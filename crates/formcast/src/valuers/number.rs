//! Number valuer

use std::sync::LazyLock;

use regex::Regex;
use serde_json::Value;

use crate::foundation::{Context, ErrorKind, Failure, Valuer};

// Unsigned integer or decimal. No sign, no exponent, no surrounding spaces.
static DECIMAL_REGEX: LazyLock<Regex> =
    LazyLock::new(|| Regex::new(r"^[0-9]+(?:\.[0-9]+)?$").unwrap());

/// Accepts a JSON number, or a string holding a plain decimal.
#[derive(Debug, Clone, PartialEq, Eq)]
pub struct NumberValuer {
    kind: ErrorKind,
}

impl NumberValuer {
    /// Creates a number valuer failing with `expected_number`.
    #[must_use]
    pub const fn new() -> Self {
        Self {
            kind: ErrorKind::ExpectedNumber,
        }
    }

    /// Overrides the error kind reported on failure.
    #[must_use = "builder methods must be chained or built"]
    pub fn with_kind(mut self, kind: impl Into<ErrorKind>) -> Self {
        self.kind = kind.into();
        self
    }
}

impl Default for NumberValuer {
    fn default() -> Self {
        Self::new()
    }
}

/// Parses `s` if it is a finite plain decimal.
pub(crate) fn parse_decimal(s: &str) -> Option<f64> {
    if !DECIMAL_REGEX.is_match(s) {
        return None;
    }
    s.parse::<f64>().ok().filter(|n| n.is_finite())
}

impl Valuer for NumberValuer {
    type Output = f64;

    fn coerce(&self, raw: Option<&Value>, cx: &Context<'_>) -> Result<f64, Failure> {
        let parsed = match raw {
            Some(Value::Number(n)) => n.as_f64(),
            Some(Value::String(s)) => parse_decimal(s),
            _ => None,
        };
        parsed.ok_or_else(|| cx.error(self.kind.clone(), raw).into())
    }
}

/// Creates a [`NumberValuer`].
#[must_use]
pub const fn number() -> NumberValuer {
    NumberValuer::new()
}

#[cfg(test)]
mod tests {
    use super::*;
    use crate::foundation::ValuerExt;
    use rstest::rstest;
    use serde_json::json;

    #[rstest]
    #[case(json!("42"), 42.0)]
    #[case(json!("42.5"), 42.5)]
    #[case(json!("007"), 7.0)]
    #[case(json!(42), 42.0)]
    #[case(json!(-3.5), -3.5)]
    fn test_accepts(#[case] raw: Value, #[case] expected: f64) {
        assert_eq!(number().coerce_field(Some(&raw), "n").unwrap(), expected);
    }

    #[rstest]
    #[case(json!("abc"))]
    #[case(json!("-1"))]
    #[case(json!("+1"))]
    #[case(json!("1e3"))]
    #[case(json!("1."))]
    #[case(json!(".5"))]
    #[case(json!(" 1"))]
    #[case(json!(""))]
    #[case(json!("NaN"))]
    #[case(json!("٣"))]
    #[case(json!(true))]
    #[case(json!(null))]
    #[case(json!([1]))]
    fn test_rejects(#[case] raw: Value) {
        let failure = number().coerce_field(Some(&raw), "n").unwrap_err();
        let error = failure.errors().unwrap().first().unwrap();
        assert_eq!(error.kind, ErrorKind::ExpectedNumber);
        assert_eq!(error.value, Some(raw));
    }

    #[test]
    fn test_overflowing_decimal_is_rejected() {
        let huge = "9".repeat(400);
        assert!(number().coerce_field(Some(&json!(huge)), "n").is_err());
    }
}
○ ○ ○
REQUIRED ACTION: Pull every line with "Option" from the records.

ANSWER TO THIS TASK:
pub(crate) fn parse_decimal(s: &str) -> Option<f64> {
    fn coerce(&self, raw: Option<&Value>, cx: &Context<'_>) -> Result<f64, Failure> {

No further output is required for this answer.